Felled by a flu that we passed around like preschoolers playing "Hot Potato," my husband and I accomplished just two things this winter vacation: We trained Harry -- our rescue dog -- and we rented a lot of movies, including "Hope Springs" -- the one where midlifers Meryl Streep and Tommy Lee Jones figure out how to install new spark plugs in their 31-year marriage.
Trust me, teaching old dogs of any species new tricks isn't easy -- a point driven home by both Harry and the movie.
Harry came into our lives just before Thanksgiving. He was on death row at a high-kill Los Angeles animal shelter, put there at age three by his owners because he "cowered a lot," as they wrote on the owner-surrender form. Turned out he not only cowered a lot, but also lunged, growled and snapped at pretty much every human, canine and plant form that wandered into his space. Alone during quiet family time, he was the dream dog -- sweet, attached, and always available for a cuddle or tummy rub.

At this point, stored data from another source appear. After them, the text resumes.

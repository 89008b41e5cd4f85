//! Document loading and entity extraction
//!
//! A store is an ordered list of physical documents. Records are discovered
//! by walking each fragment tree: an element whose tag names a record kind
//! *and* has no direct `Data` child is a record; a same-tagged element with
//! a `Data` child is a library container and gets descended into. User
//! records appended as later sibling fragments therefore shadow library
//! records of the same name, because lookups scan in document order and
//! keep the last hit.

use std::fs;
use std::path::{Path, PathBuf};
use std::time::Duration;

use tracing::{debug, info};

use crate::error::{FormatError, PersistenceError, StoreError};
use crate::fragment::{parse_fragment, scan_fragments, Fragment, XmlElement};
use crate::model::{Entity, EntityKind, FieldSpan, Provenance};
use crate::value::{decode_text, FieldMap, FieldValue};

/// Default wait for a per-path write lock.
pub const DEFAULT_LOCK_TIMEOUT: Duration = Duration::from_secs(5);

/// One physical document: its verbatim bytes plus everything extracted
/// from them.
#[derive(Debug, Clone)]
pub struct StoreDocument {
    pub path: PathBuf,
    bytes: Vec<u8>,
    pub fragments: Vec<Fragment>,
    pub entities: Vec<Entity>,
}

impl StoreDocument {
    /// Parse a document from its raw bytes. `index` is the document's
    /// position in the store, recorded into each entity's provenance.
    pub fn parse(path: PathBuf, index: usize, bytes: Vec<u8>) -> Result<Self, FormatError> {
        let fragments = scan_fragments(&bytes)?;
        let mut entities = Vec::new();
        for frag in &fragments {
            let tree = parse_fragment(&bytes, frag)?;
            collect_records(&tree, &frag.root_tag, index, "/", &mut entities);
        }
        debug!(
            path = %path.display(),
            fragments = fragments.len(),
            entities = entities.len(),
            "parsed document"
        );
        Ok(StoreDocument {
            path,
            bytes,
            fragments,
            entities,
        })
    }

    /// The exact bytes the document was parsed from.
    pub fn bytes(&self) -> &[u8] {
        &self.bytes
    }
}

/// An in-memory store over one or more physical documents.
#[derive(Debug)]
pub struct DocumentStore {
    documents: Vec<StoreDocument>,
    pub(crate) backup_dir: Option<PathBuf>,
    pub(crate) lock_timeout: Duration,
}

impl DocumentStore {
    /// Load documents from disk in the given order. Order matters: later
    /// documents (and later fragments within one) win name collisions.
    pub fn load<P: AsRef<Path>>(paths: &[P]) -> Result<Self, StoreError> {
        let mut documents = Vec::with_capacity(paths.len());
        for (index, path) in paths.iter().enumerate() {
            let path = path.as_ref().to_path_buf();
            let bytes = fs::read(&path).map_err(|source| PersistenceError::Io {
                path: path.clone(),
                source,
            })?;
            documents.push(StoreDocument::parse(path, index, bytes)?);
        }
        info!(documents = documents.len(), "store loaded");
        Ok(DocumentStore {
            documents,
            backup_dir: None,
            lock_timeout: DEFAULT_LOCK_TIMEOUT,
        })
    }

    /// Place backups in `dir` instead of a sibling directory of each
    /// document.
    pub fn with_backup_dir(mut self, dir: PathBuf) -> Self {
        self.backup_dir = Some(dir);
        self
    }

    pub fn with_lock_timeout(mut self, timeout: Duration) -> Self {
        self.lock_timeout = timeout;
        self
    }

    /// Re-read every document from disk. Entities handed out earlier stay
    /// valid as owned snapshots but their spans refer to the old bytes.
    pub fn reload(&mut self) -> Result<(), StoreError> {
        for (index, doc) in self.documents.iter_mut().enumerate() {
            let bytes = fs::read(&doc.path).map_err(|source| PersistenceError::Io {
                path: doc.path.clone(),
                source,
            })?;
            *doc = StoreDocument::parse(doc.path.clone(), index, bytes)?;
        }
        Ok(())
    }

    pub fn documents(&self) -> &[StoreDocument] {
        &self.documents
    }

    /// Every record of a kind, in document order, duplicates included.
    pub fn all_records(&self, kind: EntityKind) -> impl Iterator<Item = &Entity> {
        self.documents
            .iter()
            .flat_map(|d| d.entities.iter())
            .filter(move |e| e.kind == kind)
    }

    /// Records of a kind deduplicated by display name, last occurrence
    /// winning. This is the listing the application itself shows.
    pub fn entities(&self, kind: EntityKind) -> Vec<&Entity> {
        let mut by_name: Vec<&Entity> = Vec::new();
        for entity in self.all_records(kind) {
            if let Some(slot) = by_name
                .iter_mut()
                .find(|e| e.name.eq_ignore_ascii_case(&entity.name))
            {
                *slot = entity;
            } else {
                by_name.push(entity);
            }
        }
        by_name
    }

    /// `(name, id)` pairs for the deduplicated listing, for fuzzy lookup.
    pub fn names(&self, kind: EntityKind) -> Vec<(String, String)> {
        self.entities(kind)
            .into_iter()
            .map(|e| (e.name.clone(), e.id.clone()))
            .collect()
    }

    /// Last record of a kind with the given id.
    pub fn find(&self, kind: EntityKind, id: &str) -> Option<&Entity> {
        self.all_records(kind).filter(|e| e.id == id).last()
    }

    /// Last record of a kind whose name matches case-insensitively.
    pub fn find_by_name(&self, kind: EntityKind, name: &str) -> Option<&Entity> {
        self.all_records(kind)
            .filter(|e| e.name.eq_ignore_ascii_case(name))
            .last()
    }
}

/// Walk a fragment tree collecting records. A record element is never
/// descended into: its nested structures (mash steps, recipe ingredients)
/// become `FieldValue::List` fields instead of standalone records.
/// `Table` containers are folders: records inside one carry the
/// accumulated folder path in their provenance.
fn collect_records(
    element: &XmlElement,
    section: &str,
    document: usize,
    folder: &str,
    out: &mut Vec<Entity>,
) {
    if let Some(kind) = EntityKind::for_tag(&element.name) {
        if !element.has_child("Data") {
            out.push(entity_from_element(kind, element, section, document, folder));
            return;
        }
    }
    if element.name == "Table" {
        if let Some(data) = element.child("Data") {
            let name = element
                .child("Name")
                .map(|n| decode_text(&n.raw_text))
                .unwrap_or_default();
            let sub = format!("{folder}{name}/");
            for child in &data.children {
                collect_records(child, section, document, &sub, out);
            }
        }
        return;
    }
    for child in &element.children {
        collect_records(child, section, document, folder, out);
    }
}

fn entity_from_element(
    kind: EntityKind,
    element: &XmlElement,
    section: &str,
    document: usize,
    folder: &str,
) -> Entity {
    let fields = element_to_map(element);
    let id = fields
        .get("_permid_")
        .map(|v| v.to_string())
        .unwrap_or_else(|| "0".to_string());
    let name = fields
        .get(kind.name_field())
        .map(|v| v.to_string())
        .unwrap_or_default();

    let base = element.span.start;
    let field_spans = element
        .children
        .iter()
        .filter(|c| c.is_leaf())
        .map(|c| FieldSpan {
            name: c.name.to_lowercase(),
            tag: c.name.clone(),
            element: c.span.start - base..c.span.end - base,
            content: c.content.start - base..c.content.end - base,
        })
        .collect();

    Entity {
        kind,
        id,
        name,
        fields,
        provenance: Provenance {
            document,
            section: section.to_string(),
            folder: folder.to_string(),
            span: element.span.clone(),
        },
        field_spans,
    }
}

/// Project an element's children into a field map. Leaf children coerce
/// their decoded text; a child with a `Data` wrapper becomes a list of the
/// wrapped records; any other nested child becomes a single-item list.
pub fn element_to_map(element: &XmlElement) -> FieldMap {
    let mut map = FieldMap::new();
    for child in &element.children {
        let key = child.name.to_lowercase();
        let value = if child.is_leaf() {
            FieldValue::coerce(&decode_text(&child.raw_text))
        } else if let Some(data) = child.child("Data") {
            FieldValue::List(data.children.iter().map(element_to_map).collect())
        } else {
            FieldValue::List(vec![element_to_map(child)])
        };
        map.insert(key, value);
    }
    map
}

#[cfg(test)]
mod tests {
    use super::*;

    const DOC: &str = "<?xml version=\"1.0\"?>\n\
<Hops><Data>\
<Hops><_PermID_>1</_PermID_><F_H_NAME>Cascade</F_H_NAME><F_H_ALPHA>5.7500000</F_H_ALPHA></Hops>\
<Hops><_PermID_>2</_PermID_><F_H_NAME>Saaz</F_H_NAME><F_H_ALPHA>3.5000000</F_H_ALPHA></Hops>\
</Data></Hops>\n\
<Hops><_PermID_>9</_PermID_><F_H_NAME>Cascade</F_H_NAME><F_H_ALPHA>6.1000000</F_H_ALPHA></Hops>";

    fn store_from(doc: &str) -> DocumentStore {
        let parsed = StoreDocument::parse(PathBuf::from("mem.bsmx"), 0, doc.as_bytes().to_vec())
            .unwrap();
        DocumentStore {
            documents: vec![parsed],
            backup_dir: None,
            lock_timeout: DEFAULT_LOCK_TIMEOUT,
        }
    }

    #[test]
    fn finds_library_and_appended_records() {
        let store = store_from(DOC);
        assert_eq!(store.all_records(EntityKind::Hop).count(), 3);
    }

    #[test]
    fn listing_dedupes_by_name_last_wins() {
        let store = store_from(DOC);
        let listed = store.entities(EntityKind::Hop);
        assert_eq!(listed.len(), 2);
        let cascade = listed.iter().find(|e| e.name == "Cascade").unwrap();
        assert_eq!(cascade.id, "9");
        assert!((cascade.num("f_h_alpha") - 6.1).abs() < 1e-9);
    }

    #[test]
    fn find_by_name_is_case_insensitive() {
        let store = store_from(DOC);
        let hit = store.find_by_name(EntityKind::Hop, "saaz").unwrap();
        assert_eq!(hit.id, "2");
    }

    #[test]
    fn nested_data_becomes_a_list_field() {
        let doc = "<Recipe>\
<_PermID_>4</_PermID_><F_R_NAME>House IPA</F_R_NAME>\
<Ingredients><Data>\
<Hops><F_H_NAME>Cascade</F_H_NAME></Hops>\
<Grain><F_G_NAME>Pale Malt</F_G_NAME></Grain>\
</Data></Ingredients>\
</Recipe>";
        let store = store_from(doc);
        // The embedded hop and grain must not surface as standalone records.
        assert_eq!(store.all_records(EntityKind::Hop).count(), 0);
        let recipe = store.find(EntityKind::Recipe, "4").unwrap();
        match recipe.field("ingredients") {
            Some(FieldValue::List(items)) => {
                assert_eq!(items.len(), 2);
                assert_eq!(
                    items[0].get("f_h_name"),
                    Some(&FieldValue::Text("Cascade".to_string()))
                );
            }
            other => panic!("expected list, got {other:?}"),
        }
    }

    #[test]
    fn field_spans_point_at_writable_content() {
        let store = store_from(DOC);
        let saaz = store.find(EntityKind::Hop, "2").unwrap();
        let span = saaz
            .field_spans
            .iter()
            .find(|s| s.name == "f_h_alpha")
            .unwrap();
        let block = &DOC.as_bytes()[saaz.provenance.span.clone()];
        assert_eq!(&block[span.content.clone()], b"3.5000000");
        assert_eq!(span.tag, "F_H_ALPHA");
    }

    #[test]
    fn entity_text_is_decoded() {
        let doc = "<Hops><_PermID_>3</_PermID_>\
<F_H_NAME>Hallertau Mittelfr&uuml;h</F_H_NAME></Hops>";
        let store = store_from(doc);
        let hop = store.find(EntityKind::Hop, "3").unwrap();
        assert_eq!(hop.name, "Hallertau Mittelfrüh");
    }
}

The problem is our household is rarely ever alone or quiet. My kids' friends are constantly over, we entertain a lot, we have overnight house guests at holidays and the neighbor's two Golden Retrievers come through our back door looking for treats, pretty much every day.
Harry was having none of it and I was beginning to wonder whether he would be the first-ever dog of my life that I had to re-home. I come from a long line of people who make commitments and stick to them. Divorce is a stranger to my family. We believe in finding solutions, not escapes.
For the record, ours has always been a two-dog household -- always from shelters or rescue groups. To a pooch, there have been issues and we've always figured things out. Not throwing in the towel at the first sign of trouble is key to accepting a rescue dog or getting married.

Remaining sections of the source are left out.